I’m just getting that out of the way right at the start, though I may yet repeat it. Several times.
Andrew Baker, a scientist at the Queensland University of Technology has seized the opportunity presented by rugby league players raping women to write an opinion piece and get it published in The Australian Higher Education Supplement. No doubt it will count as community engagement in his next promotion application.
And there’s the first *headdesk* right there. That’s right, you poor chaps who have been blamed for all the trouble. It’s not your fault. It’s everyone’s fault. (Though that particular little piece of inanity is probably thanks to the subbie, not the scientist.)
Then it’s into genetics (Dr Baker is an expert in evolutionary genetics, and he has particular interests in biodiversity management, population and statistical genetics, systematics & taxonomy, palaeontology and philosophy of science). So we get the old story about how men like to spread their seed far and wide, and women like to protect their eggs. This is just a genetic driver, apparently.
And there’s the second *headdesk*. Biology is destiny, apparently.
Moving right along, it turns out that we have socialised those rugby league chaps very, very badly, and even worse, selected (nice evolutionary word there) gladiators to “tap into humanity’s brutish heritage” and then put them in positions of power. So it’s our fault. I’m not going to take a *headdesk* for that one, because it’s already in the headline. But maybe this is where the subbie got her or his ideas from.
Of course, there’s the obligatory paragraph talking about how he’s not condoning the footballers’ behaviour, nor is he blaming the victims. Instead, Dr Baker wants to work out how to change things in the future, given that we are responsible for the footballers raping women, rather than the footballers being responsible for it.
Parents and early childhood teachers need to teach children to be more respectful of self and others.
Two *headdesks* there. First, just who is responsible for most of the parenting and early childhood care work that is done, and has been done, and no doubt will continue to be done, in this country? Men, or women? I’ll give Dr Baker a hint on this – it’s not men. (Of course, there are at least some men, and increasing numbers of them, who are their children’s primary caregivers, and there are some men working in early childhood care, though the latter are very much the exception.) I see a spot of mother-blaming going on here, or at least, picking out women as the people who should be responsible for making men behave better. And the other *headdesk*? “Respectful of self…” That’s right!!! The problem with what the footballers did was that it wasn’t respectful of themselves.
But the real beauty of this piece comes in the final three paragraphs.
We can also surely reduce wanton misuse of women by an untamed minority of players. Women exercise their right to socialise with footballers and doubtless, for all the horrid stories, much of the time both parties thoroughly and responsibly enjoy themselves. But women ultimately control the precious resource that is themselves and they may need to guard it more zealously.
This will be easier if women more clearly understand what is driving some men in drunken nightclub scenarios.
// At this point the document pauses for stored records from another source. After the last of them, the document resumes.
use std::{
    collections::BTreeMap,
    fmt,
    iter::Sum,
    ops::{Add, AddAssign, Neg, Sub, SubAssign},
};

use fxhash::{FxHashMap, FxHashSet};
use rust_decimal::Decimal;

use crate::services::{AllocationError, SplitCalculator};

/// Net position of every member, keyed by name.
///
/// A BTreeMap keeps iteration in member order; transfer construction relies
/// on that order as the tie-break between equal outstanding amounts.
pub type MemberBalances<'a> = BTreeMap<&'a str, Money>;

/// Per-member portion of a single expense. Keys are exactly the expense's
/// included members.
pub type ShareMap<'a> = BTreeMap<&'a str, Money>;

/// An amount in integer minor units (paise).
#[derive(Clone, Copy, Debug, PartialEq, Eq, PartialOrd, Ord, Hash)]
pub struct Money(i64);

impl Money {
    pub fn zero() -> Self {
        Self(0)
    }

    pub fn from_i64(value: i64) -> Self {
        Self(value)
    }

    pub fn from_u64(value: u64) -> Self {
        Self(value as i64)
    }

    pub fn amount(self) -> i64 {
        self.0
    }

    pub fn abs(self) -> i64 {
        self.0.abs()
    }

    pub fn is_zero(self) -> bool {
        self.0 == 0
    }

    pub fn signum(self) -> i64 {
        self.0.signum()
    }

    /// The amount in major units (rupees) as a decimal.
    pub fn as_decimal(self) -> Decimal {
        Decimal::new(self.0, 2)
    }
}

impl fmt::Display for Money {
    fn fmt(&self, f: &mut fmt::Formatter<'_>) -> fmt::Result {
        let sign = if self.0 < 0 { "-" } else { "" };
        let major = (self.0 / 100).abs();
        let minor = (self.0 % 100).abs();
        write!(f, "{sign}{major}.{minor:02}")
    }
}

impl Add for Money {
    type Output = Self;

    fn add(self, rhs: Self) -> Self::Output {
        Self(self.0 + rhs.0)
    }
}

impl AddAssign for Money {
    fn add_assign(&mut self, rhs: Self) {
        self.0 += rhs.0;
    }
}

impl Sub for Money {
    type Output = Self;

    fn sub(self, rhs: Self) -> Self::Output {
        Self(self.0 - rhs.0)
    }
}

impl SubAssign for Money {
    fn sub_assign(&mut self, rhs: Self) {
        self.0 -= rhs.0;
    }
}

impl Neg for Money {
    type Output = Self;

    fn neg(self) -> Self::Output {
        Self(-self.0)
    }
}

impl Sum for Money {
    fn sum<I: Iterator<Item = Self>>(iter: I) -> Self {
        iter.fold(Self::zero(), Add::add)
    }
}

/// How an expense is divided among its included members.
#[derive(Clone, Debug, PartialEq)]
pub enum SplitPolicy<'a> {
    /// Every included member owes the same share.
    Equal,
    /// Percentage of the amount per member; the percentages must total 100.
    Percentage(FxHashMap<&'a str, Decimal>),
    /// Proportional weight per member; the total weight must be positive.
    Shares(FxHashMap<&'a str, Decimal>),
}

/// A single shared expense with its computed share map.
///
/// Constructed only through [`Expense::try_new`] or
/// [`Expense::try_from_parts`], so every instance satisfies: the payer is
/// one of the included members, the share keys are exactly the included
/// members, and the shares sum to the amount exactly.
#[derive(Clone, Debug, PartialEq)]
pub struct Expense<'a> {
    amount: Money,
    payer: &'a str,
    included_members: Vec<&'a str>,
    policy: SplitPolicy<'a>,
    shares: ShareMap<'a>,
}

impl<'a> Expense<'a> {
    /// Builds an expense and computes its share map under `policy`.
    ///
    /// The payer always takes part in the split; a payer missing from
    /// `included_members` is appended to it.
    pub fn try_new(
        amount: Money,
        payer: &'a str,
        mut included_members: Vec<&'a str>,
        policy: SplitPolicy<'a>,
    ) -> Result<Self, AllocationError<'a>> {
        if !included_members.contains(&payer) {
            included_members.push(payer);
        }
        let shares = SplitCalculator.split(amount, &included_members, &policy)?;
        Ok(Self {
            amount,
            payer,
            included_members,
            policy,
            shares,
        })
    }

    /// Re-admits a stored expense record without recomputing its shares.
    ///
    /// The record must already satisfy the construction invariants; a share
    /// map whose keys stray from the included members or whose values do
    /// not reconstitute the amount is rejected rather than trusted.
    pub fn try_from_parts(
        amount: Money,
        payer: &'a str,
        mut included_members: Vec<&'a str>,
        policy: SplitPolicy<'a>,
        shares: ShareMap<'a>,
    ) -> Result<Self, AllocationError<'a>> {
        if amount.amount() <= 0 {
            return Err(AllocationError::NonPositiveAmount(amount));
        }
        if !included_members.contains(&payer) {
            included_members.push(payer);
        }
        let included: FxHashSet<&str> = included_members.iter().copied().collect();
        if shares.len() != included.len() || !shares.keys().all(|member| included.contains(member))
        {
            return Err(AllocationError::ShareKeysMismatch);
        }
        let actual: Money = shares.values().copied().sum();
        if actual != amount {
            return Err(AllocationError::ShareSumMismatch {
                expected: amount,
                actual,
            });
        }
        Ok(Self {
            amount,
            payer,
            included_members,
            policy,
            shares,
        })
    }

    pub fn amount(&self) -> Money {
        self.amount
    }

    pub fn payer(&self) -> &'a str {
        self.payer
    }

    pub fn included_members(&self) -> &[&'a str] {
        &self.included_members
    }

    pub fn policy(&self) -> &SplitPolicy<'a> {
        &self.policy
    }

    pub fn shares(&self) -> &ShareMap<'a> {
        &self.shares
    }
}

/// A recommended payment from one member to another.
#[derive(Clone, Copy, Debug, PartialEq)]
pub struct Transfer<'a> {
    pub from: &'a str,
    pub to: &'a str,
    pub amount: Money,
}

/// Result of settling a balance table: the payments, in the order they
/// should be made.
#[derive(Clone, Debug, Default, PartialEq)]
pub struct Settlement<'a> {
    pub transfers: Vec<Transfer<'a>>,
}

impl<'a> Settlement<'a> {
    /// A settlement with nothing outstanding.
    pub fn settled() -> Self {
        Self {
            transfers: Vec::new(),
        }
    }

    /// True when every balance was already zero and no payment is required.
    pub fn is_settled(&self) -> bool {
        self.transfers.is_empty()
    }
}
Alcohol lubricates desire and the frustration men feel in suppressing their urge for indiscriminate sex in these situations may be enormous. Such frustration is more likely to find an explosive outlet in a male used to indulging deep primal instincts of team battle and lust. A woman leaving a nightclub with several such men may convince herself that she can at any time exercise her evolutionary option to choose. But as horrified victims of these misdeeds continue to discover, freedom of choice for women under these circumstances may well be an illusion.
A vile mixture of excuse making, victim blaming, and telling women that they are the people who are responsible for not letting themselves be raped.
*headdesk* *headdesk* *headdesk*
I think I may stop writing about this now. My head is sore and my heart weary from reading the continual stream of excuse making and victim blaming in the media. But thank goodness for writers like Catherine Deveny: Between a ruck and a hard place, we need new rules.
And Dr Baker – rape is not a “misdeed.” It’s a crime.